Porosmedia.com, Purwakarta – Jika dalam pelaksanaan reses Anggota DPRD Purwakarta yang telah dilaksanakan pada Maret 2022 lalu ternyata tidak ada bentuk pertemuan, pengadaan katering dan sewa sound system, lantas pada laporannya dilampirkan bukti kuitansi. Maka patut diduga bukti administrasi itu merupakan rekayasa atau suatu bentuk tindakan melawan hukum.
Demikian pernyataan yang diungkapkan Aktivis Forum Masyarakat Purwakarta (Formata) Agus Yasin kepada awak media, melalui pernyataan tertulisnya, Kamis 14 April 2022.
Menurutnya, dalam ketentuan giat reses wakil rakyat harus ada bentuk pertemuan publik sebanyak enam kali di enam titik daerah pemilihan atau dapil anggota dewan bersangkutan yang difasilitasi biaya makan minum, sewa sound system dan transport warga atau konstituen yang hadir.
“Jika dalam kegiatan yang menelan anggaran cukup besar itu pelaksanaannya tidak sesuai prosedur, ya aparat penegak hukum harus bertindak. Karena bukan hal yang mustahil juga akan muncul bukti administrasi fiktif, karena ketentuannya laporan hasil reses harus dibarengi laporan atau SPJ penggunaan anggaran kegiatan,” kata Agus Yasin.
Sebenarnya, lanjut Agus, persoalan anggaran, berapapun nilainya asal sesuai ketentuan tidak masalah. Namun yang harus diawasi adalah kebenaran laporan penggunaan anggarannya.
Mantan Anggota DPRD Purwakarta itu juga merinci, jika total anggaran untuk kegiatan anggota dewan tersebut pada tahun ini sebesar Rp. 7.393.950.000 dan jika dibagi 45 anggota dewan lalu dibagi 3 kali masa reses.
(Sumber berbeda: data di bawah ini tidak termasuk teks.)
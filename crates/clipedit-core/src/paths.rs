//! On-disk layout under the working root.
//!
//! ```text
//! <root>/
//! ├── Metadata/
//! │   ├── Available_Sessions.txt   # Master index, one session file name per line
//! │   ├── Sessions/<name>.txt      # Command history per session
//! │   └── Clipboard/<name>.txt     # Clipboard entries per session
//! └── Sessions/<name>.txt          # Live document text
//! ```

use std::path::{Path, PathBuf};

pub const METADATA_DIR: &str = "Metadata";
pub const SESSIONS_DIR: &str = "Sessions";
pub const CLIPBOARD_DIR: &str = "Clipboard";
pub const INDEX_FILE: &str = "Available_Sessions.txt";

/// Resolves every path the persistence layer touches.
#[derive(Debug, Clone, PartialEq, Eq)]
pub struct Layout {
    root: PathBuf,
}

impl Layout {
    pub fn new(root: impl Into<PathBuf>) -> Self {
        Self { root: root.into() }
    }

    pub fn root(&self) -> &Path {
        &self.root
    }

    pub fn metadata_dir(&self) -> PathBuf {
        self.root.join(METADATA_DIR)
    }

    pub fn index_file(&self) -> PathBuf {
        self.metadata_dir().join(INDEX_FILE)
    }

    pub fn session_metadata_dir(&self) -> PathBuf {
        self.metadata_dir().join(SESSIONS_DIR)
    }

    pub fn clipboard_dir(&self) -> PathBuf {
        self.metadata_dir().join(CLIPBOARD_DIR)
    }

    pub fn documents_dir(&self) -> PathBuf {
        self.root.join(SESSIONS_DIR)
    }

    /// `file_name` already carries its extension (e.g. `report.txt`).
    pub fn session_metadata_file(&self, file_name: &str) -> PathBuf {
        self.session_metadata_dir().join(file_name)
    }

    pub fn clipboard_file(&self, file_name: &str) -> PathBuf {
        self.clipboard_dir().join(file_name)
    }

    pub fn document_file(&self, file_name: &str) -> PathBuf {
        self.documents_dir().join(file_name)
    }
}

impl Default for Layout {
    fn default() -> Self {
        Self::new(".")
    }
}
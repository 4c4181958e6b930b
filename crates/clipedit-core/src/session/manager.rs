//! SessionStore - every session known to the running process.

use super::state::Session;

/// Sessions in creation/load order.
///
/// Removal drops one session without reordering the rest. Names are not
/// required to be unique here; [`crate::Editor`] enforces that on creation.
#[derive(Debug, Clone, Default)]
pub struct SessionStore {
    sessions: Vec<Session>,
}

impl SessionStore {
    pub fn new() -> Self {
        Self::default()
    }

    /// Append a session, returns its index.
    pub fn push(&mut self, session: Session) -> usize {
        self.sessions.push(session);
        self.sessions.len() - 1
    }

    pub fn get(&self, index: usize) -> Option<&Session> {
        self.sessions.get(index)
    }

    pub fn get_mut(&mut self, index: usize) -> Option<&mut Session> {
        self.sessions.get_mut(index)
    }

    pub fn first(&self) -> Option<&Session> {
        self.sessions.first()
    }

    pub fn last(&self) -> Option<&Session> {
        self.sessions.last()
    }

    /// Remove a session entirely.
    pub fn remove(&mut self, index: usize) -> Option<Session> {
        if index < self.sessions.len() {
            Some(self.sessions.remove(index))
        } else {
            None
        }
    }

    pub fn remove_first(&mut self) -> Option<Session> {
        self.remove(0)
    }

    pub fn remove_last(&mut self) -> Option<Session> {
        self.sessions.pop()
    }

    pub fn len(&self) -> usize {
        self.sessions.len()
    }

    pub fn is_empty(&self) -> bool {
        self.sessions.is_empty()
    }

    pub fn iter(&self) -> impl Iterator<Item = &Session> {
        self.sessions.iter()
    }

    /// Session file names, in order.
    pub fn names(&self) -> Vec<String> {
        self.sessions.iter().map(|s| s.name().to_string()).collect()
    }

    /// Index of the first session with file name `name`.
    pub fn position(&self, name: &str) -> Option<usize> {
        self.sessions.iter().position(|s| s.name() == name)
    }
}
Maka setiap reses para anggota dewan mengantongi anggaran sekitar Rp 54.770.000.
“Dari jumlah anggaran per reses per anggota dewan tersebut, dapat dirinci; biaya makan minum Rp 36.000.000, sewa sound System Rp 9.000.000, SPPD Rp 1.770.000 dan operasional atau tunjangan sebesar Rp 8.000.000,” kata Kang Agus.
Pada prinsipnya, tambah Agus, jika sesuai ketentuan tidaklah menjadi persoalan. Misalnya biaya makan minum dengan terhitung enam kali pertemuan Rp 36.000.000 (per titik Rp 6.000.000) lalu sewa sound system per enam kali pertemuan Rp. 9.000.000 (per titik Rp 1.500.000), tapi harus didukung juga dengan kebenaran administratif.
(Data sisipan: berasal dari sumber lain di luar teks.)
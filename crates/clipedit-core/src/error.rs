//! Error taxonomy for the operation API.
//!
//! Every failure is recoverable. Validation and history failures abort the
//! operation and leave engine state as it was before the call. A persistence
//! failure during autosave is reported after the edit itself has been applied.

use thiserror::Error;

use crate::history::HistoryError;
use crate::persistence::PersistenceError;

/// Bad input from the caller. Nothing is mutated.
#[derive(Error, Debug, Clone, PartialEq, Eq)]
pub enum ValidationError {
    #[error("Session name is empty")]
    EmptyName,

    #[error("Session name contains forbidden character {found:?}: {name}")]
    InvalidName { name: String, found: char },

    #[error("Session already exists: {0}")]
    DuplicateName(String),

    #[error("Session index {index} out of range (sessions: {len})")]
    IndexOutOfRange { index: usize, len: usize },

    #[error("No session is open")]
    NoActiveSession,

    #[error("Clipboard position {position} out of range (entries: {len})")]
    InvalidClipboardPosition { position: usize, len: usize },

    #[error("Text would contain a \"---\" line, which session files reserve")]
    ReservedLine,
}

/// Umbrella error returned by [`crate::Editor`].
#[derive(Error, Debug)]
pub enum EditorError {
    #[error(transparent)]
    Validation(#[from] ValidationError),

    #[error(transparent)]
    History(#[from] HistoryError),

    #[error(transparent)]
    Persistence(#[from] PersistenceError),
}
#[cfg(test)]
mod tests {
    use super::*;
    use tempfile::tempdir;

    fn editor_in(dir: &std::path::Path) -> Editor {
        Editor::builder().root(dir).build()
    }

    mod builder {
        use super::*;

        #[test]
        fn defaults() {
            let editor = EditorBuilder::new().build();
            assert_eq!(editor.layout(), &Layout::default());
            assert!(editor.autosave_text);
            assert!(editor.sessions().is_empty());
        }

        #[test]
        fn load_from_empty_root() {
            let dir = tempdir().unwrap();
            let editor = Editor::builder().root(dir.path()).load().unwrap();
            assert!(editor.store().is_empty());
            assert_eq!(editor.current_index(), None);
        }
    }

    mod sessions {
        use super::*;

        #[test]
        fn new_session_creates_document_file() {
            let dir = tempdir().unwrap();
            let mut editor = editor_in(dir.path());

            assert_eq!(editor.new_session("notes").unwrap(), 0);
            assert!(editor.layout().document_file("notes.txt").exists());
            assert_eq!(editor.current_index(), None);
        }

        #[test]
        fn invalid_and_duplicate_names_are_rejected() {
            let dir = tempdir().unwrap();
            let mut editor = editor_in(dir.path());

            assert!(matches!(
                editor.new_session("a:b"),
                Err(EditorError::Validation(ValidationError::InvalidName { .. }))
            ));
            editor.new_session("report").unwrap();
            assert!(matches!(
                editor.new_session("report"),
                Err(EditorError::Validation(ValidationError::DuplicateName(_)))
            ));
            assert_eq!(editor.sessions().len(), 1);
        }

        #[test]
        fn open_out_of_range_is_rejected() {
            let dir = tempdir().unwrap();
            let mut editor = editor_in(dir.path());
            assert!(matches!(
                editor.open_session(0),
                Err(EditorError::Validation(ValidationError::IndexOutOfRange {
                    index: 0,
                    len: 0
                }))
            ));
        }

        #[test]
        fn delete_session_removes_files_and_shifts_current() {
            let dir = tempdir().unwrap();
            let mut editor = editor_in(dir.path());
            editor.new_session("a").unwrap();
            editor.new_session("b").unwrap();
            editor.new_session("c").unwrap();
            editor.save().unwrap();
            editor.open_session(2).unwrap();

            assert_eq!(editor.delete_session(0).unwrap(), "a.txt");
            assert_eq!(editor.current_index(), Some(1));
            assert_eq!(editor.current_session().unwrap().name(), "c.txt");
            assert!(!editor.layout().document_file("a.txt").exists());
            assert!(!editor.layout().session_metadata_file("a.txt").exists());

            editor.delete_session(1).unwrap();
            assert_eq!(editor.current_index(), None);
        }

        #[test]
        fn summaries_list_sessions_in_order() {
            let dir = tempdir().unwrap();
            let mut editor = editor_in(dir.path());
            editor.new_session("one").unwrap();
            editor.new_session("two").unwrap();
            editor.open_session(1).unwrap();
            editor.paste(0, 0, "héllo").unwrap();

            let summaries = editor.sessions();
            assert_eq!(summaries[0].name, "one.txt");
            assert_eq!(summaries[1].commands, 1);
            assert_eq!(summaries[1].cursor, 0);
            assert_eq!(summaries[1].chars, 5);
        }
    }

    mod commands {
        use super::*;

        fn open_editor(dir: &std::path::Path) -> Editor {
            let mut editor = editor_in(dir);
            editor.new_session("doc").unwrap();
            editor.open_session(0).unwrap();
            editor
        }

        #[test]
        fn invoke_without_session_fails() {
            let dir = tempdir().unwrap();
            let mut editor = editor_in(dir.path());
            assert!(matches!(
                editor.paste(0, 0, "x"),
                Err(EditorError::Validation(ValidationError::NoActiveSession))
            ));
        }

        #[test]
        fn empty_document_guard() {
            let dir = tempdir().unwrap();
            let mut editor = open_editor(dir.path());
            for kind in [CommandKind::Copy, CommandKind::Cut, CommandKind::Delete] {
                assert!(matches!(
                    editor.invoke(kind, 0, 0, ""),
                    Err(EditorError::History(HistoryError::EmptyDocument))
                ));
            }
            assert!(editor.history().unwrap().is_empty());
        }

        #[test]
        fn autosave_writes_live_text() {
            let dir = tempdir().unwrap();
            let mut editor = open_editor(dir.path());
            editor.paste(0, 0, "saved").unwrap();

            let on_disk = std::fs::read_to_string(editor.layout().document_file("doc.txt")).unwrap();
            assert_eq!(on_disk, "saved");
        }

        #[test]
        fn autosave_off_waits_for_flush() {
            let dir = tempdir().unwrap();
            let mut editor = Editor::builder()
                .root(dir.path())
                .autosave_text(false)
                .build();
            editor.new_session("doc").unwrap();
            editor.open_session(0).unwrap();
            editor.paste(0, 0, "later").unwrap();

            let path = editor.layout().document_file("doc.txt");
            assert_eq!(std::fs::read_to_string(&path).unwrap(), "");
            editor.flush_text().unwrap();
            assert_eq!(std::fs::read_to_string(&path).unwrap(), "later");
        }

        #[test]
        fn paste_from_clipboard_uses_selected_entry() {
            let dir = tempdir().unwrap();
            let mut editor = open_editor(dir.path());
            editor.paste(0, 0, "abcdef").unwrap();
            editor.copy(0, 1).unwrap();
            editor.copy(4, 5).unwrap();

            editor
                .paste_from_clipboard(ClipSelection::Oldest, 2, 2)
                .unwrap();
            assert_eq!(editor.current_text().unwrap(), "ababcdef");

            editor
                .paste_from_clipboard(ClipSelection::MostRecent, 0, 1)
                .unwrap();
            assert_eq!(editor.current_text().unwrap(), "efabcdef");

            assert!(matches!(
                editor.paste_from_clipboard(ClipSelection::Position(3), 0, 0),
                Err(EditorError::Validation(
                    ValidationError::InvalidClipboardPosition { position: 3, len: 2 }
                ))
            ));
        }

        #[test]
        fn status_reflects_cursor() {
            let dir = tempdir().unwrap();
            let mut editor = open_editor(dir.path());
            editor.paste(0, 0, "abc").unwrap();
            editor.undo().unwrap();

            let status = editor.status().unwrap();
            assert_eq!(status.session, "doc.txt");
            assert_eq!(status.cursor, -1);
            assert!(!status.can_undo);
            assert!(status.can_redo);

            let json = serde_json::to_value(&status).unwrap();
            assert_eq!(json["canRedo"], true);
            assert_eq!(json["clipboardEntries"], 0);
        }

        #[test]
        fn autosave_failure_keeps_the_edit() {
            let dir = tempdir().unwrap();
            let mut editor = open_editor(dir.path());
            let documents = editor.layout().documents_dir();
            std::fs::remove_dir_all(&documents).unwrap();
            std::fs::write(&documents, "not a directory").unwrap();

            assert!(matches!(
                editor.paste(0, 0, "kept"),
                Err(EditorError::Persistence(_))
            ));
            assert_eq!(editor.current_text().unwrap(), "kept");
            assert_eq!(editor.status().unwrap().commands, 1);
        }
    }

    mod reserved_lines {
        use super::*;

        fn editor_with(dir: &std::path::Path, text: &str) -> Editor {
            let mut editor = editor_in(dir);
            editor.new_session("doc").unwrap();
            editor.open_session(0).unwrap();
            editor.paste(0, 0, text).unwrap();
            editor
        }

        fn assert_rejected(editor: &mut Editor, kind: CommandKind, start: usize, end: usize, text: &str) {
            let before = editor.status().unwrap();
            let text_before = editor.current_text().unwrap().to_string();
            assert!(matches!(
                editor.invoke(kind, start, end, text),
                Err(EditorError::Validation(ValidationError::ReservedLine))
            ));
            assert_eq!(editor.status().unwrap(), before);
            assert_eq!(editor.current_text().unwrap(), text_before);
        }

        #[test]
        fn paste_text_with_delimiter_line() {
            let dir = tempdir().unwrap();
            let mut editor = editor_with(dir.path(), "x");
            assert_rejected(&mut editor, CommandKind::Paste, 0, 0, "a\n---\nb");
        }

        #[test]
        fn paste_completing_a_delimiter_line() {
            let dir = tempdir().unwrap();
            let mut editor = editor_with(dir.path(), "--\n");
            assert_rejected(&mut editor, CommandKind::Paste, 2, 2, "-");
        }

        #[test]
        fn delete_joining_a_delimiter_line() {
            let dir = tempdir().unwrap();
            let mut editor = editor_with(dir.path(), "-x--");
            assert_rejected(&mut editor, CommandKind::Delete, 1, 1, "");
            assert_rejected(&mut editor, CommandKind::Cut, 1, 1, "");
        }

        #[test]
        fn copy_of_a_delimiter_fragment() {
            let dir = tempdir().unwrap();
            let mut editor = editor_with(dir.path(), "----");
            assert_rejected(&mut editor, CommandKind::Copy, 0, 2, "");
            editor.copy(0, 3).unwrap();
            assert_eq!(editor.clipboard().unwrap().entries(), ["----"]);
        }

        #[test]
        fn undo_and_redo_are_unaffected() {
            let dir = tempdir().unwrap();
            let mut editor = editor_with(dir.path(), "abc");
            editor.undo().unwrap();
            editor.redo().unwrap();
            assert_eq!(editor.current_text().unwrap(), "abc");
        }
    }
}
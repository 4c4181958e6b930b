//! Master session index.
//!
//! `Metadata/Available_Sessions.txt` lists one session file name per line,
//! in store order. It is the entry point for [`super::load`].

use crate::paths::{Layout, INDEX_FILE};
use crate::session::SessionStore;

use super::{read_optional, write_atomic, PersistenceError};

/// Name used for the index in error messages.
pub const INDEX_LABEL: &str = INDEX_FILE;

pub fn encode_index(names: &[String]) -> String {
    let mut out = String::new();
    for name in names {
        out.push_str(name);
        out.push('\n');
    }
    out
}

/// Parse the index. Blank lines are skipped.
pub fn decode_index(contents: &str) -> Vec<String> {
    contents
        .lines()
        .map(str::trim_end)
        .filter(|line| !line.is_empty())
        .map(str::to_string)
        .collect()
}

/// Save the index for `store`.
pub fn write_index(layout: &Layout, store: &SessionStore) -> Result<(), PersistenceError> {
    write_atomic(&layout.index_file(), &encode_index(&store.names()))
}

/// Load the index.
///
/// Returns an empty list if the file doesn't exist.
pub fn read_index(layout: &Layout) -> Result<Vec<String>, PersistenceError> {
    match read_optional(&layout.index_file())? {
        Some(contents) => Ok(decode_index(&contents)),
        None => {
            log::debug!("no session index at {}", layout.index_file().display());
            Ok(Vec::new())
        }
    }
}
“Artinya proses pengadaan makan minum dan sewa sound system benar-benar dilakukan. Namun hal tersebut perlu diawasi. Karena ditenggarai ada istilah borongan atau gaya reses door to door dengan cuma membagikan amplop saja. Bahkan ditenggarai juga ada yang hanya melakukan dua hingga tiga kali kegiatan dari enam kali yang seharusnya dilakukan,” demikian Agus Yasin.